*WHAT YOU ARE ASKED TO DO:* Copy out each line in the material below that has the word "ExpandResult".

*SUPPLIED MATERIAL:*

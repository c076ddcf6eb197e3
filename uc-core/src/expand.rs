//! Expander / searcher: restores originals from a verbatim store, and
//! regex-searches the verbatim store with provenance linkage back to
//! summary IDs.

use std::collections::HashMap;

use regex::Regex;

use crate::error::Result;
use crate::types::{ExpandOptions, ExpandResult, Message, SearchResult, VerbatimMap};

/// Abstraction over however the caller chose to persist the verbatim map:
/// a plain mapping, or a lookup callback. Both have identical semantics.
pub trait VerbatimStore {
    fn get(&self, id: &str) -> Option<Message>;
}

impl VerbatimStore for VerbatimMap {
    fn get(&self, id: &str) -> Option<Message> {
        HashMap::get(self, id).cloned()
    }
}

/// A store backed by a user-provided lookup function.
pub struct CallbackStore<F>(pub F)
where
    F: Fn(&str) -> Option<Message>;

impl<F> VerbatimStore for CallbackStore<F>
where
    F: Fn(&str) -> Option<Message>,
{
    fn get(&self, id: &str) -> Option<Message> {
        (self.0)(id)
    }
}

/// One pass of expansion: replace every compressed message with its
/// sources where available, tracking which IDs were missing.
fn expand_once(messages: &[Message], store: &dyn VerbatimStore) -> (Vec<Message>, usize, Vec<String>) {
    let mut out = Vec::new();
    let mut expanded = 0usize;
    let mut missing = Vec::new();

    for message in messages {
        let Some(provenance) = message.provenance() else {
            out.push(message.clone());
            continue;
        };
        if provenance.ids.is_empty() {
            out.push(message.clone());
            continue;
        }

        let mut found: Vec<Message> = Vec::new();
        let mut missing_for_message: Vec<String> = Vec::new();
        for id in &provenance.ids {
            match store.get(id) {
                Some(original) => found.push(original),
                None => missing_for_message.push(id.clone()),
            }
        }

        if found.is_empty() {
            // All sources missing: pass the summary through unchanged.
            out.push(message.clone());
            missing.extend(missing_for_message);
            continue;
        }

        out.extend(found);
        expanded += 1;
        missing.extend(missing_for_message);
    }

    (out, expanded, missing)
}

/// Restore compressed messages to their originals via `store`. When
/// `options.recursive` is set, repeats expansion until no emitted message
/// still carries provenance and the previous pass expanded something.
pub fn uncompress(messages: &[Message], store: &dyn VerbatimStore, options: &ExpandOptions) -> ExpandResult {
    let mut current = messages.to_vec();
    let mut total_expanded = 0usize;
    let mut total_missing: Vec<String> = Vec::new();

    loop {
        let (next, expanded, missing) = expand_once(&current, store);
        total_expanded += expanded;
        total_missing.extend(missing);
        let still_has_provenance = next.iter().any(|m| m.provenance().is_some());
        current = next;

        if !options.recursive || expanded == 0 || !still_has_provenance {
            break;
        }
    }

    let passthrough = current.len().saturating_sub(
        current
            .iter()
            .filter(|m| m.provenance().is_some())
            .count(),
    );

    ExpandResult {
        messages: current,
        messages_expanded: total_expanded,
        messages_passthrough: passthrough,
        missing_ids: total_missing,
    }
}

/// Regex/literal-search the verbatim store, linking each match back to
/// its summary via the inverse `message_id -> summary_id` map built from
/// every compressed message carrying provenance.
pub fn search(compressed: &[Message], verbatim: &VerbatimMap, pattern: &str) -> Result<Vec<SearchResult>> {
    let regex = Regex::new(pattern)?;

    let mut inverse_owned: HashMap<String, String> = HashMap::new();
    for message in compressed {
        if let Some(provenance) = message.provenance() {
            for id in &provenance.ids {
                inverse_owned.insert(id.clone(), provenance.summary_id.clone());
            }
        }
    }

    let mut results = Vec::new();
    for (id, message) in verbatim.iter() {
        let Some(content) = message.content.as_deref() else {
            continue;
        };
        let mut matches = Vec::new();
        let mut pos = 0usize;
        while pos <= content.len() {
            match regex.find_at(content, pos) {
                Some(m) => {
                    matches.push(m.as_str().to_string());
                    pos = if m.end() > m.start() { m.end() } else { m.end() + 1 };
                }
                None => break,
            }
        }
        if matches.is_empty() {
            continue;
        }
        let summary_id = inverse_owned.get(id).cloned().unwrap_or_else(|| id.clone());
        results.push(SearchResult {
            summary_id,
            message_id: id.clone(),
            content: content.to_string(),
            matches,
        });
    }

    Ok(results)
}

#[cfg(test)]
mod tests {
    use super::*;
    use crate::compress::compress;
    use crate::types::CompressOptions;

    fn msg(id: &str, index: u64, role: &str, content: &str) -> Message {
        let mut m = Message::new(id, index);
        m.role = Some(role.to_string());
        m.content = Some(content.to_string());
        m
    }

    #[test]
    fn round_trip_restores_compressed_message() {
        let filler = "Mundane unrelated sentence number here. ".repeat(40);
        let messages = vec![msg("1", 0, "assistant", &filler)];
        let options = CompressOptions {
            recency_window: 0,
            ..CompressOptions::default()
        };
        let result = compress(&messages, &options).unwrap();
        let expanded = uncompress(&result.messages, &result.verbatim, &ExpandOptions::default());
        assert_eq!(expanded.messages, messages);
        assert!(expanded.missing_ids.is_empty());
    }

    #[test]
    fn s7_missing_store_entries_are_reported_and_passthrough() {
        let filler = "Mundane unrelated sentence number here. ".repeat(40);
        let messages = vec![msg("1", 0, "assistant", &filler)];
        let options = CompressOptions {
            recency_window: 0,
            ..CompressOptions::default()
        };
        let result = compress(&messages, &options).unwrap();
        let empty_store: VerbatimMap = VerbatimMap::new();
        let expanded = uncompress(&result.messages, &empty_store, &ExpandOptions::default());
        assert_eq!(expanded.missing_ids, vec!["1".to_string()]);
        assert_eq!(expanded.messages_expanded, 0);
        assert_eq!(expanded.messages, result.messages);
    }

    #[test]
    fn search_finds_matches_in_verbatim_store() {
        let mut verbatim = VerbatimMap::new();
        verbatim.insert("1".to_string(), msg("1", 0, "user", "the quick brown fox"));
        let compressed = Vec::new();
        let results = search(&compressed, &verbatim, "quick").unwrap();
        assert_eq!(results.len(), 1);
        assert_eq!(results[0].message_id, "1");
        assert_eq!(results[0].matches, vec!["quick".to_string()]);
    }
}
//! Cross-module invariants: round-trip equality across dedup/fuzzy-dedup
//! combinations, provenance determinism, and budget-search monotonicity.

use proptest::prelude::*;
use uc_core::{compress, uncompress, CompressOptions, ExpandOptions, Message};

fn msg(id: &str, index: u64, role: &str, content: &str) -> Message {
    let mut m = Message::new(id, index);
    m.role = Some(role.to_string());
    m.content = Some(content.to_string());
    m
}

fn sample_conversation() -> Vec<Message> {
    let long_a = "Repeated background explanation about the deployment pipeline. ".repeat(30);
    let long_b = long_a.replace("deployment", "release");
    vec![
        msg("sys", 0, "system", "You are a helpful assistant."),
        msg("u1", 1, "user", "Can you explain the release process?"),
        msg("a1", 2, "assistant", &long_a),
        msg("u2", 3, "user", "What about rollback?"),
        msg("a2", 4, "assistant", &long_b),
        msg("u3", 5, "user", "Thanks!"),
    ]
}

#[test]
fn round_trip_holds_for_dedup_fuzzy_and_recency_combinations() {
    let messages = sample_conversation();
    for &dedup in &[false, true] {
        for &fuzzy in &[false, true] {
            for &recency_window in &[0usize, 4usize] {
                let options = CompressOptions {
                    dedup,
                    fuzzy_dedup: fuzzy,
                    recency_window,
                    ..CompressOptions::default()
                };
                let result = compress(&messages, &options).unwrap();
                let expanded = uncompress(&result.messages, &result.verbatim, &ExpandOptions::default());
                assert_eq!(
                    expanded.messages, messages,
                    "round trip failed for dedup={dedup} fuzzy={fuzzy} recency_window={recency_window}"
                );
                assert!(expanded.missing_ids.is_empty());
            }
        }
    }
}

#[test]
fn provenance_is_deterministic_across_runs() {
    let messages = sample_conversation();
    let options = CompressOptions {
        recency_window: 0,
        ..CompressOptions::default()
    };
    let first = compress(&messages, &options).unwrap();
    let second = compress(&messages, &options).unwrap();
    let ids_of = |result: &uc_core::CompressResult| {
        result
            .messages
            .iter()
            .filter_map(|m| m.provenance().map(|p| p.summary_id))
            .collect::<Vec<_>>()
    };
    assert_eq!(ids_of(&first), ids_of(&second));
}

#[test]
fn size_guard_holds_for_every_compressed_message() {
    let messages = sample_conversation();
    let options = CompressOptions {
        recency_window: 0,
        ..CompressOptions::default()
    };
    let result = compress(&messages, &options).unwrap();
    for out in &result.messages {
        let Some(provenance) = out.provenance() else {
            continue;
        };
        let sources_len: usize = provenance
            .ids
            .iter()
            .filter_map(|id| result.verbatim.get(id))
            .map(Message::content_len)
            .sum();
        let out_len = out.content.as_deref().map_or(0, |c| c.chars().count());
        assert!(
            out_len < sources_len || sources_len == 0,
            "compressed message {} not shorter than its sources ({out_len} >= {sources_len})",
            out.id
        );
    }
}

proptest! {
    #[test]
    fn budget_search_is_monotone_in_recency_window(
        lengths in proptest::collection::vec(40usize..500, 6..20),
    ) {
        let messages: Vec<Message> = lengths
            .iter()
            .enumerate()
            .map(|(i, len)| {
                let content = "word ".repeat(*len / 5 + 1);
                msg(&i.to_string(), i as u64, "user", &content)
            })
            .collect();

        let budget = 500u32;
        let r1 = compress(&messages, &CompressOptions {
            token_budget: Some(budget),
            recency_window: 1,
            min_recency_window: 1,
            ..CompressOptions::default()
        }).unwrap();
        let r2 = compress(&messages, &CompressOptions {
            token_budget: Some(budget),
            recency_window: messages.len().saturating_sub(1).max(1),
            min_recency_window: 1,
            ..CompressOptions::default()
        }).unwrap();

        // Both searches share the same [min_recency_window, len-1] bound,
        // so they converge to the same feasible recency window regardless
        // of the caller's starting `recency_window` hint.
        prop_assert_eq!(r1.recency_window, r2.recency_window);
    }
}
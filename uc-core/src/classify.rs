//! Content classifier: decides per-message preservation tier.
//!
//! Two independent detector families (structural, content-type) union
//! their reasons; any reason firing forces tier T0. Absent any reason,
//! the tier falls back to word-count-based prose tiering (T2/T3).
//!
//! Patterns are precompiled once via `once_cell::sync::Lazy` and treated
//! as a versioned stable surface: changing one may shift classification
//! tiers and should be covered by stress tests.

use once_cell::sync::Lazy;
use regex::Regex;

use crate::types::{ClassifyResult, Tier};

/// HARD T0 reasons drive preservation in the orchestrator outright. All
/// other T0 reasons are "soft": the orchestrator may still compress while
/// keeping the referenced token in the entity suffix.
const HARD_T0_REASONS: &[&str] = &[
    "code_fence",
    "indented_code",
    "json_structure",
    "yaml_structure",
    "high_special_char_ratio",
    "high_line_length_variance",
    "api_key",
    "latex_math",
    "unicode_math",
    "sql_content",
    "verse_pattern",
];

pub fn is_hard_reason(reason: &str) -> bool {
    HARD_T0_REASONS.contains(&reason)
}

static CODE_FENCE: Lazy<Regex> =
    Lazy::new(|| Regex::new(r"(?sm)^```[^\n]*\n.*?\n\s*```").unwrap());

static INDENTED_CODE: Lazy<Regex> =
    Lazy::new(|| Regex::new(r"(?m)^(?:\x20{4}|\t).*\n(?:\x20{4}|\t)").unwrap());

static LATEX_MATH_BLOCK: Lazy<Regex> = Lazy::new(|| Regex::new(r"(?s)\$\$.+?\$\$").unwrap());
static LATEX_MATH_INLINE: Lazy<Regex> = Lazy::new(|| Regex::new(r"\$[^$\n]+\$").unwrap());

const UNICODE_MATH_CHARS: &[char] = &[
    '∀', '∃', '∈', '∉', '⊆', '⊇', '∪', '∩', '∧', '∨', '¬', '→', '↔', '∑', '∏', '∫', '√', '∞', '≈',
    '≠', '≤', '≥', '±', '×', '÷',
];

static JSON_STRUCTURE: Lazy<Regex> =
    Lazy::new(|| Regex::new(r#"^\s*(\{"|\[\{|\[\[|\["|\[-?[0-9])"#).unwrap());

static YAML_STRUCTURE: Lazy<Regex> =
    Lazy::new(|| Regex::new(r"(?m)^[A-Za-z_][\w-]*:\s+\S.*\n[A-Za-z_][\w-]*:\s+\S.*$").unwrap());

static VERSE_PATTERN: Lazy<Regex> = Lazy::new(|| {
    Regex::new(r"(?m)^[A-Z][^.!?\n]*\n[A-Z][^.!?\n]*\n[A-Z][^.!?\n]*$").unwrap()
});

const SPECIAL_CHARS: &str = "{}[]<>|\\;:@#$%^&*()=+`~";

static SQL_STRONG: Lazy<Vec<Regex>> = Lazy::new(|| {
    [
        r"(?i)\bgroup\s+by\b",
        r"(?i)\bprimary\s+key\b",
        r"(?i)\breturning\b",
        r"(?i)\binner\s+join\b",
        r"(?i)\bleft\s+join\b",
        r"(?i)\bright\s+join\b",
        r"(?i)\bvarchar\b",
        r"(?i)\bforeign\s+key\b",
        r"(?i)\bcreate\s+table\b",
        r"(?i)\bdrop\s+table\b",
        r"(?i)\balter\s+table\b",
        r"(?i)\bnot\s+null\b",
        r"(?i)\bauto_increment\b",
        r"(?i)\border\s+by\b",
    ]
    .iter()
    .map(|p| Regex::new(p).unwrap())
    .collect()
});

static SQL_WEAK: Lazy<Vec<Regex>> = Lazy::new(|| {
    [
        r"(?i)\bwhere\b",
        r"(?i)\bjoin\b",
        r"(?i)\bhaving\b",
        r"(?i)\bvalues\b",
        r"(?i)\bselect\b",
        r"(?i)\bfrom\b",
        r"(?i)\binsert\b",
        r"(?i)\bupdate\b",
        r"(?i)\bdelete\b",
        r"(?i)\blimit\b",
    ]
    .iter()
    .map(|p| Regex::new(p).unwrap())
    .collect()
});

static API_KEY_PATTERNS: Lazy<Vec<Regex>> = Lazy::new(|| {
    [
        r"\bsk-[A-Za-z0-9]{20,}\b",
        r"\bAKIA[0-9A-Z]{16}\b",
        r"\bgh[pso]_[A-Za-z0-9]{36,}\b",
        r"\bgithub_pat_[A-Za-z0-9_]{22,}\b",
        r"\b(?:sk|rk)_(?:live|test)_[A-Za-z0-9]{10,}\b",
        r"\bxox[bpra]-[A-Za-z0-9-]{10,}\b",
        r"\bSG\.[A-Za-z0-9_-]{10,}\.[A-Za-z0-9_-]{10,}\b",
        r"\bglpat-[A-Za-z0-9_-]{20,}\b",
        r"\bnpm_[A-Za-z0-9]{30,}\b",
        r"\bAIza[A-Za-z0-9_-]{30,}\b",
    ]
    .iter()
    .map(|p| Regex::new(p).unwrap())
    .collect()
});

static API_KEY_GENERIC: Lazy<Regex> =
    Lazy::new(|| Regex::new(r"\b[A-Za-z0-9]+[-_][A-Za-z0-9]{20,}\b").unwrap());

static BEM_REJECT: Lazy<Regex> = Lazy::new(|| Regex::new(r"(?:[a-z]{2,}-){3,}").unwrap());

static URL: Lazy<Regex> = Lazy::new(|| Regex::new(r"https?://\S+").unwrap());
static EMAIL: Lazy<Regex> =
    Lazy::new(|| Regex::new(r"[A-Za-z0-9._%+-]+@[A-Za-z0-9.-]+\.[A-Za-z]{2,}").unwrap());
static PHONE: Lazy<Regex> =
    Lazy::new(|| Regex::new(r"(?:\+?\d{1,3}[-.\s]?)?\(?\d{3}\)?[-.\s]?\d{3}[-.\s]?\d{4}\b").unwrap());
static VERSION_NUMBER: Lazy<Regex> = Lazy::new(|| Regex::new(r"\bv?\d+\.\d+\.\d+\b").unwrap());
static HASH_OR_SHA: Lazy<Regex> = Lazy::new(|| Regex::new(r"\b[0-9a-fA-F]{40,64}\b").unwrap());
static FILE_PATH: Lazy<Regex> = Lazy::new(|| Regex::new(r"(?:/[\w.\-]+){2,}").unwrap());
static IP_OR_SEMVER: Lazy<Regex> = Lazy::new(|| {
    Regex::new(r"\b\d{1,3}(?:\.\d{1,3}){3}\b|\b\d+\.\d+\.\d+(?:-[0-9A-Za-z.-]+)?\b").unwrap()
});
static QUOTED_KEY: Lazy<Regex> = Lazy::new(|| Regex::new(r#""[\w.-]+"\s*:"#).unwrap());
static LEGAL_TERM: Lazy<Regex> =
    Lazy::new(|| Regex::new(r"(?i)\b(?:shall|may not|notwithstanding|whereas|hereby)\b").unwrap());
static DIRECT_QUOTE: Lazy<Regex> =
    Lazy::new(|| Regex::new(r#"["“][^"”\n]{10,}["”]"#).unwrap());
static NUMERIC_WITH_UNITS: Lazy<Regex> = Lazy::new(|| {
    Regex::new(r"(?i)\b\d+(?:\.\d+)?\s?(?:ms|s|mb|gb|kb|%|px|em|retries|workers|requests|reqs|attempts)\b")
        .unwrap()
});

fn coefficient_of_variation(lines: &[&str]) -> Option<f64> {
    if lines.len() <= 3 {
        return None;
    }
    let lens: Vec<f64> = lines.iter().map(|l| l.chars().count() as f64).collect();
    let n = lens.len() as f64;
    let mean = lens.iter().sum::<f64>() / n;
    if mean == 0.0 {
        return None;
    }
    let variance = lens.iter().map(|l| (l - mean).powi(2)).sum::<f64>() / n;
    Some(variance.sqrt() / mean)
}

fn special_char_ratio(content: &str) -> f64 {
    let total = content.chars().count();
    if total == 0 {
        return 0.0;
    }
    let special = content
        .chars()
        .filter(|c| SPECIAL_CHARS.contains(*c))
        .count();
    special as f64 / total as f64
}

fn detect_sql(content: &str) -> bool {
    if SQL_STRONG.iter().any(|re| re.is_match(content)) {
        return true;
    }
    let mut distinct = 0usize;
    let mut has_weak = false;
    for re in SQL_STRONG.iter().chain(SQL_WEAK.iter()) {
        if re.is_match(content) {
            distinct += 1;
        }
    }
    for re in SQL_WEAK.iter() {
        if re.is_match(content) {
            has_weak = true;
            break;
        }
    }
    distinct >= 3 && has_weak
}

fn detect_api_key(content: &str) -> bool {
    if API_KEY_PATTERNS.iter().any(|re| re.is_match(content)) {
        return true;
    }
    API_KEY_GENERIC
        .find_iter(content)
        .any(|m| !BEM_REJECT.is_match(m.as_str()))
}

/// Classify raw content into a preservation tier, with the set of
/// detector reasons that fired.
pub fn classify(content: &str) -> ClassifyResult {
    let mut reasons: Vec<String> = Vec::new();
    let lines: Vec<&str> = content.lines().collect();

    if CODE_FENCE.is_match(content) {
        reasons.push("code_fence".to_string());
    }
    if INDENTED_CODE.is_match(content) {
        reasons.push("indented_code".to_string());
    }
    if LATEX_MATH_BLOCK.is_match(content) || LATEX_MATH_INLINE.is_match(content) {
        reasons.push("latex_math".to_string());
    }
    if content.chars().any(|c| UNICODE_MATH_CHARS.contains(&c)) {
        reasons.push("unicode_math".to_string());
    }
    if JSON_STRUCTURE.is_match(content) {
        reasons.push("json_structure".to_string());
    }
    if YAML_STRUCTURE.is_match(content) {
        reasons.push("yaml_structure".to_string());
    }
    if VERSE_PATTERN.is_match(content) {
        reasons.push("verse_pattern".to_string());
    }
    if let Some(cv) = coefficient_of_variation(&lines) {
        if cv > 1.2 {
            reasons.push("high_line_length_variance".to_string());
        }
    }
    if special_char_ratio(content) > 0.15 {
        reasons.push("high_special_char_ratio".to_string());
    }
    if detect_sql(content) {
        reasons.push("sql_content".to_string());
    }
    if detect_api_key(content) {
        reasons.push("api_key".to_string());
    }
    if URL.is_match(content) {
        reasons.push("url".to_string());
    }
    if EMAIL.is_match(content) {
        reasons.push("email".to_string());
    }
    if PHONE.is_match(content) {
        reasons.push("phone".to_string());
    }
    if VERSION_NUMBER.is_match(content) {
        reasons.push("version_number".to_string());
    }
    if HASH_OR_SHA.is_match(content) {
        reasons.push("hash_or_sha".to_string());
    }
    if FILE_PATH.is_match(content) {
        reasons.push("file_path".to_string());
    }
    if IP_OR_SEMVER.is_match(content) {
        reasons.push("ip_or_semver".to_string());
    }
    if QUOTED_KEY.is_match(content) {
        reasons.push("quoted_key".to_string());
    }
    if LEGAL_TERM.is_match(content) {
        reasons.push("legal_term".to_string());
    }
    if DIRECT_QUOTE.is_match(content) {
        reasons.push("direct_quote".to_string());
    }
    if NUMERIC_WITH_UNITS.is_match(content) {
        reasons.push("numeric_with_units".to_string());
    }

    if !reasons.is_empty() {
        let confidence = (0.7 + 0.05 * reasons.len() as f64).min(0.95);
        return ClassifyResult {
            decision: Tier::T0,
            confidence,
            reasons,
        };
    }

    let word_count = content.split_whitespace().count();
    let decision = if word_count < 20 { Tier::T2 } else { Tier::T3 };
    ClassifyResult {
        decision,
        confidence: 0.65,
        reasons,
    }
}

#[cfg(test)]
mod tests {
    use super::*;

    #[test]
    fn fenced_code_is_t0_hard() {
        let result = classify("prose\n```rust\nfn main() {}\n```\nmore prose");
        assert_eq!(result.decision, Tier::T0);
        assert!(result.reasons.contains(&"code_fence".to_string()));
    }

    #[test]
    fn json_object_is_t0() {
        let result = classify(r#"{"key": "value", "n": 1}"#);
        assert_eq!(result.decision, Tier::T0);
        assert!(result.reasons.contains(&"json_structure".to_string()));
    }

    #[test]
    fn short_prose_is_t2() {
        let result = classify("What is 2+2?");
        assert_eq!(result.decision, Tier::T2);
        assert!(result.reasons.is_empty());
    }

    #[test]
    fn long_plain_prose_is_t3() {
        let content = "This is a long explanation about how the system works overall today. \
            It describes several aspects of the design in plain sentences without any markup at all.";
        let result = classify(content);
        assert_eq!(result.decision, Tier::T3);
    }

    #[test]
    fn sql_requires_strong_or_weak_plus_distinct() {
        assert!(detect_sql("SELECT * FROM users WHERE id = 1"));
        assert!(!detect_sql("I will select the best option from the list we have."));
    }

    #[test]
    fn api_key_generic_rejects_bem_style_names() {
        assert!(!detect_api_key("the class is foo-bar-baz-qux-quux element"));
    }

    #[test]
    fn api_key_openai_style_detected() {
        assert!(detect_api_key("token: sk-abcdefghijklmnopqrstuvwx1234"));
    }

    #[test]
    fn classification_is_pure() {
        let a = classify("identical input string here");
        let b = classify("identical input string here");
        assert_eq!(a.decision, b.decision);
        assert_eq!(a.reasons, b.reasons);
    }
}
//! Code/prose splitter.
//!
//! Matches fenced code blocks and produces alternating prose/code segments
//! in order. Empty (whitespace-only) prose segments are dropped.

use once_cell::sync::Lazy;
use regex::Regex;

static FENCE: Lazy<Regex> =
    Lazy::new(|| Regex::new(r"(?sm)^\x20{0,3}```.*?\n.*?\n\s*```").unwrap());

/// One segment of a split text.
#[derive(Debug, Clone, PartialEq)]
pub enum Segment {
    Prose(String),
    Code(String),
}

impl Segment {
    pub fn content(&self) -> &str {
        match self {
            Segment::Prose(s) | Segment::Code(s) => s,
        }
    }

    pub fn is_code(&self) -> bool {
        matches!(self, Segment::Code(_))
    }
}

/// Split `text` into alternating prose and fenced-code segments.
pub fn split_code_and_prose(text: &str) -> Vec<Segment> {
    let mut segments = Vec::new();
    let mut cursor = 0usize;

    for m in FENCE.find_iter(text) {
        if m.start() > cursor {
            let prose = &text[cursor..m.start()];
            if !prose.trim().is_empty() {
                segments.push(Segment::Prose(prose.to_string()));
            }
        }
        segments.push(Segment::Code(m.as_str().to_string()));
        cursor = m.end();
    }
    if cursor < text.len() {
        let prose = &text[cursor..];
        if !prose.trim().is_empty() {
            segments.push(Segment::Prose(prose.to_string()));
        }
    }
    segments
}

/// Total character count of prose segments only.
pub fn prose_char_count(text: &str) -> usize {
    split_code_and_prose(text)
        .iter()
        .filter(|s| !s.is_code())
        .map(|s| s.content().chars().count())
        .sum()
}

/// True iff `text` contains at least one fenced code block.
pub fn has_code_fence(text: &str) -> bool {
    FENCE.is_match(text)
}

*ANSWER BELOW:*
use crate::types::{ExpandOptions, ExpandResult, Message, SearchResult, VerbatimMap};
pub fn uncompress(messages: &[Message], store: &dyn VerbatimStore, options: &ExpandOptions) -> ExpandResult {
    ExpandResult {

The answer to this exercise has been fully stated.